In the case Trevejo v. Legal Cost Control, Inc., and John Marquess, the employee, Susan Trevejo, lived in Massachusetts and worked remotely from her home for the employer, whose principal place of business was located in Haddonfield, New Jersey.  In claiming that she had standing to sue under the New Jersey Law Against Discrimination, Ms. Trevejo pointed out the fact that she was provided a company computer to connect to the company’s corporate server in New Jersey and a company phone to communicate with other company employees, some of whom lived and worked in New Jersey.  The employer argued that Ms. Trevino was never a resident of New Jersey at any point in her employment, never lived in New Jersey and never sought or received any benefits from the state of New Jersey.  The employer also pointed out the fact that although Ms. Trevejo had traveled to New Jersey for business at times during her employment, she had not done so any time from 2009 through 2015.
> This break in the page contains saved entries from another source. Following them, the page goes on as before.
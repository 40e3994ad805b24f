//! HTTP routes.
//!
//! Every JSON response uses one envelope:
//! `{"ok": true, "data": ...}` or `{"ok": false, "error": {"code", "message"}}`.

use std::sync::Arc;

use axum::{
    body::Bytes,
    extract::{FromRequestParts, Path, State},
    http::{request::Parts, StatusCode},
    response::{IntoResponse, Response},
    routing::{get, post},
    Json, Router,
};
use chrono::{DateTime, Utc};
use cookflow_domain::{ChallengeId, RecipeId, UserId};
use serde::Serialize;
use serde_json::{json, Value};

use crate::app::App;
use crate::infrastructure::ports::RepoError;
use crate::use_cases::challenge::ProgressError;
use crate::use_cases::cooking::CookingError;
use crate::use_cases::validation::ProgressUpdateInput;

/// Header carrying the caller's user id.
pub const USER_ID_HEADER: &str = "x-user-id";

/// Create all HTTP routes.
pub fn routes() -> Router<Arc<App>> {
    Router::new()
        .route("/", get(health))
        .route("/api/health", get(health))
        .route("/api/challenges", get(list_challenges))
        .route("/api/challenges/my", get(my_challenges))
        .route("/api/challenges/{id}", get(get_challenge))
        .route("/api/challenges/{id}/start", post(start_challenge))
        .route("/api/challenges/{id}/progress", post(update_progress))
        .route("/api/cooking/complete/{recipe_id}", post(complete_cooking))
}

async fn health() -> &'static str {
    "OK"
}

fn ok<T: Serialize>(status: StatusCode, data: T) -> Response {
    (status, Json(json!({ "ok": true, "data": data }))).into_response()
}

// =============================================================================
// Caller identity
// =============================================================================

/// The authenticated caller, resolved from `X-User-Id`.
pub struct CurrentUser(pub UserId);

impl FromRequestParts<Arc<App>> for CurrentUser {
    type Rejection = ApiError;

    async fn from_request_parts(parts: &mut Parts, app: &Arc<App>) -> Result<Self, Self::Rejection> {
        let user_id: UserId = parts
            .headers
            .get(USER_ID_HEADER)
            .and_then(|value| value.to_str().ok())
            .and_then(|value| value.trim().parse().ok())
            .ok_or(ApiError::Unauthorized)?;

        match app.repositories.user.get(user_id).await? {
            Some(user) => Ok(CurrentUser(user.id)),
            None => Err(ApiError::Unauthorized),
        }
    }
}

// =============================================================================
// Challenges
// =============================================================================

async fn list_challenges(State(app): State<Arc<App>>) -> Result<Response, ApiError> {
    let items = app.use_cases.challenge.catalog.list().await?;
    Ok(ok(StatusCode::OK, json!({ "items": items })))
}

async fn get_challenge(
    State(app): State<Arc<App>>,
    Path(id): Path<String>,
) -> Result<Response, ApiError> {
    let id = parse_challenge_id(&id)?;
    let challenge = app.use_cases.challenge.catalog.get(id).await?;
    Ok(ok(StatusCode::OK, challenge))
}

async fn start_challenge(
    State(app): State<Arc<App>>,
    CurrentUser(user_id): CurrentUser,
    Path(id): Path<String>,
) -> Result<Response, ApiError> {
    let id = parse_challenge_id(&id)?;
    let outcome = app.use_cases.challenge.start.execute(user_id, id).await?;
    let status = if outcome.created {
        StatusCode::CREATED
    } else {
        StatusCode::OK
    };
    Ok(ok(status, outcome.progress))
}

async fn update_progress(
    State(app): State<Arc<App>>,
    CurrentUser(user_id): CurrentUser,
    Path(id): Path<String>,
    body: Bytes,
) -> Result<Response, ApiError> {
    let id = parse_challenge_id(&id)?;
    let input = parse_update_body(&body)?;
    let progress = app
        .use_cases
        .challenge
        .update
        .execute(user_id, id, &input)
        .await?;
    Ok(ok(StatusCode::OK, progress))
}

async fn my_challenges(
    State(app): State<Arc<App>>,
    CurrentUser(user_id): CurrentUser,
) -> Result<Response, ApiError> {
    let items = app.use_cases.challenge.active.execute(user_id).await?;
    Ok(ok(StatusCode::OK, json!({ "items": items })))
}

// =============================================================================
// Cooking
// =============================================================================

async fn complete_cooking(
    State(app): State<Arc<App>>,
    CurrentUser(user_id): CurrentUser,
    Path(recipe_id): Path<String>,
) -> Result<Response, ApiError> {
    let recipe_id: RecipeId = recipe_id.parse().map_err(|_| ApiError::RecipeNotFound)?;
    let tally = app
        .use_cases
        .cooking
        .complete
        .execute(user_id, recipe_id)
        .await?;
    Ok(ok(
        StatusCode::OK,
        json!({
            "message": "Cooking recorded",
            "progress_updated": tally.progress_updated,
            "challenges_completed": tally.challenges_completed,
        }),
    ))
}

// =============================================================================
// Request parsing
// =============================================================================

/// Malformed ids cannot name an existing challenge.
fn parse_challenge_id(raw: &str) -> Result<ChallengeId, ApiError> {
    raw.parse().map_err(|_| ApiError::ChallengeNotFound)
}

fn parse_update_body(body: &[u8]) -> Result<ProgressUpdateInput, ApiError> {
    let value: Value = serde_json::from_slice(body)
        .map_err(|_| ApiError::BadRequest("Expected a JSON object".into()))?;
    if !value.is_object() {
        return Err(ApiError::BadRequest("Expected a JSON object".into()));
    }
    serde_json::from_value(value).map_err(|e| ApiError::BadRequest(e.to_string()))
}

// =============================================================================
// Errors
// =============================================================================

#[derive(Debug)]
pub enum ApiError {
    Unauthorized,
    ChallengeNotFound,
    RecipeNotFound,
    NotStarted,
    Validation(String),
    BadRequest(String),
    Expired { ends_at: DateTime<Utc> },
    Conflict,
    Internal(String),
}

impl ApiError {
    fn status(&self) -> StatusCode {
        match self {
            ApiError::Unauthorized => StatusCode::UNAUTHORIZED,
            ApiError::ChallengeNotFound | ApiError::RecipeNotFound => StatusCode::NOT_FOUND,
            ApiError::NotStarted | ApiError::Validation(_) | ApiError::BadRequest(_) => {
                StatusCode::BAD_REQUEST
            }
            ApiError::Expired { .. } | ApiError::Conflict => StatusCode::CONFLICT,
            ApiError::Internal(_) => StatusCode::INTERNAL_SERVER_ERROR,
        }
    }

    fn code(&self) -> &'static str {
        match self {
            ApiError::Unauthorized => "UNAUTHORIZED",
            ApiError::ChallengeNotFound => "CHALLENGE_NOT_FOUND",
            ApiError::RecipeNotFound => "RECIPE_NOT_FOUND",
            ApiError::NotStarted => "CHALLENGE_NOT_STARTED",
            ApiError::Validation(_) => "VALIDATION_ERROR",
            ApiError::BadRequest(_) => "BAD_REQUEST",
            ApiError::Expired { .. } => "CHALLENGE_EXPIRED",
            ApiError::Conflict => "PROGRESS_CONFLICT",
            ApiError::Internal(_) => "INTERNAL_SERVER_ERROR",
        }
    }

    fn message(&self) -> String {
        match self {
            ApiError::Unauthorized => "Authentication required".into(),
            ApiError::ChallengeNotFound => "Challenge not found".into(),
            ApiError::RecipeNotFound => "Recipe not found".into(),
            ApiError::NotStarted => "Start the challenge first".into(),
            ApiError::Validation(msg) | ApiError::BadRequest(msg) => msg.clone(),
            ApiError::Expired { ends_at } => format!("Challenge expired at {}", ends_at.to_rfc3339()),
            ApiError::Conflict => "Progress changed concurrently, retry the request".into(),
            ApiError::Internal(_) => "Internal server error".into(),
        }
    }
}

impl IntoResponse for ApiError {
    fn into_response(self) -> Response {
        if let ApiError::Internal(detail) = &self {
            tracing::error!(error = %detail, "Request failed");
        }
        let body = json!({
            "ok": false,
            "error": { "code": self.code(), "message": self.message() },
        });
        (self.status(), Json(body)).into_response()
    }
}

impl From<RepoError> for ApiError {
    fn from(e: RepoError) -> Self {
        ApiError::Internal(e.to_string())
    }
}

impl From<ProgressError> for ApiError {
    fn from(e: ProgressError) -> Self {
        match e {
            ProgressError::ChallengeNotFound(_) => ApiError::ChallengeNotFound,
            ProgressError::NotStarted(_) => ApiError::NotStarted,
            ProgressError::Validation(e) => ApiError::Validation(e.to_string()),
            ProgressError::Domain(e) => ApiError::Validation(e.to_string()),
            ProgressError::Expired { ends_at } => ApiError::Expired { ends_at },
            ProgressError::Conflict => ApiError::Conflict,
            ProgressError::Repo(e) => e.into(),
        }
    }
}

impl From<CookingError> for ApiError {
    fn from(e: CookingError) -> Self {
        match e {
            CookingError::RecipeNotFound(_) => ApiError::RecipeNotFound,
            CookingError::Progress(e) => e.into(),
            CookingError::Repo(e) => e.into(),
        }
    }
}
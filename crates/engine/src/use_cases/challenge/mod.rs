//! Challenge use cases.
//!
//! The progress engine. A user starts a challenge, then moves it forward either
//! with manual updates or by cooking recipes. The flow is:
//! 1. `StartChallenge` creates the (user, challenge) record, idempotently
//! 2. `UpdateProgress` applies a manual delta or absolute count
//! 3. `ApplyCookingEvent` fans one cooked recipe out to every matching active record
//!
//! Records complete themselves the first time a positive target is reached.

use std::sync::Arc;

use chrono::{DateTime, Utc};
use cookflow_domain::{ChallengeId, DomainError};

mod active;
mod catalog;
mod cooking_event;
mod start;
mod types;
mod update;

pub use active::ListActiveProgress;
pub use catalog::ChallengeCatalog;
pub use cooking_event::{ApplyCookingEvent, CookingTally};
pub use start::{StartChallenge, StartOutcome};
pub use types::{CategorySummary, ChallengeSummary, ProgressSummary};
pub use update::UpdateProgress;

use crate::infrastructure::ports::RepoError;
use crate::use_cases::validation::ValidationError;

/// Container for challenge use cases.
pub struct ChallengeUseCases {
    pub start: Arc<StartChallenge>,
    pub update: Arc<UpdateProgress>,
    pub active: Arc<ListActiveProgress>,
    pub catalog: Arc<ChallengeCatalog>,
}

impl ChallengeUseCases {
    pub fn new(
        start: Arc<StartChallenge>,
        update: Arc<UpdateProgress>,
        active: Arc<ListActiveProgress>,
        catalog: Arc<ChallengeCatalog>,
    ) -> Self {
        Self {
            start,
            update,
            active,
            catalog,
        }
    }
}

#[derive(Debug, thiserror::Error)]
pub enum ProgressError {
    #[error("Challenge not found: {0}")]
    ChallengeNotFound(ChallengeId),
    #[error("Challenge {0} has not been started")]
    NotStarted(ChallengeId),
    #[error("Validation error: {0}")]
    Validation(#[from] ValidationError),
    #[error("Challenge expired at {ends_at}")]
    Expired { ends_at: DateTime<Utc> },
    #[error("Progress was modified concurrently")]
    Conflict,
    #[error("Domain error: {0}")]
    Domain(DomainError),
    #[error("Repository error: {0}")]
    Repo(RepoError),
}

impl From<RepoError> for ProgressError {
    fn from(error: RepoError) -> Self {
        if error.is_conflict() {
            Self::Conflict
        } else {
            Self::Repo(error)
        }
    }
}

impl From<DomainError> for ProgressError {
    fn from(error: DomainError) -> Self {
        match error {
            DomainError::Expired { ends_at } => Self::Expired { ends_at },
            other => Self::Domain(other),
        }
    }
}
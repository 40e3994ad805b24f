//! Infrastructure implementations.
//!
//! Contains port trait implementations for external dependencies.

pub mod clock;
pub mod ports;
pub mod sqlite;
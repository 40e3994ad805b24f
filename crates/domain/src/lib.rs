//! CookFlow domain.
//!
//! Pure challenge rules with no I/O: entities, typed ids and the domain error.

pub mod entities;
pub mod error;
pub mod ids;

pub use entities::{
    Category, Challenge, ChallengeProgress, CookingOutcome, ProgressUpdate, UpdateOutcome, User,
};
pub use error::DomainError;
pub use ids::{CategoryId, ChallengeId, ProgressId, RecipeId, UserId};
Twelve years into her employment, the employer terminated Ms. Trevejo’s employment. In response, Ms. Trevejo filed a lawsuit alleging age discrimination under the New Jersey Law Against Discrimination.  During the lawsuit, Ms. Trevejo’s employment lawyers requested broad discovery to prove she was entitled to pursue her age discrimination claims under New Jersey’s discrimination laws, including the nature and substance of her electronic and other virtual contact and connection to the employers’ New Jersey office as part of her day-to-day work activities.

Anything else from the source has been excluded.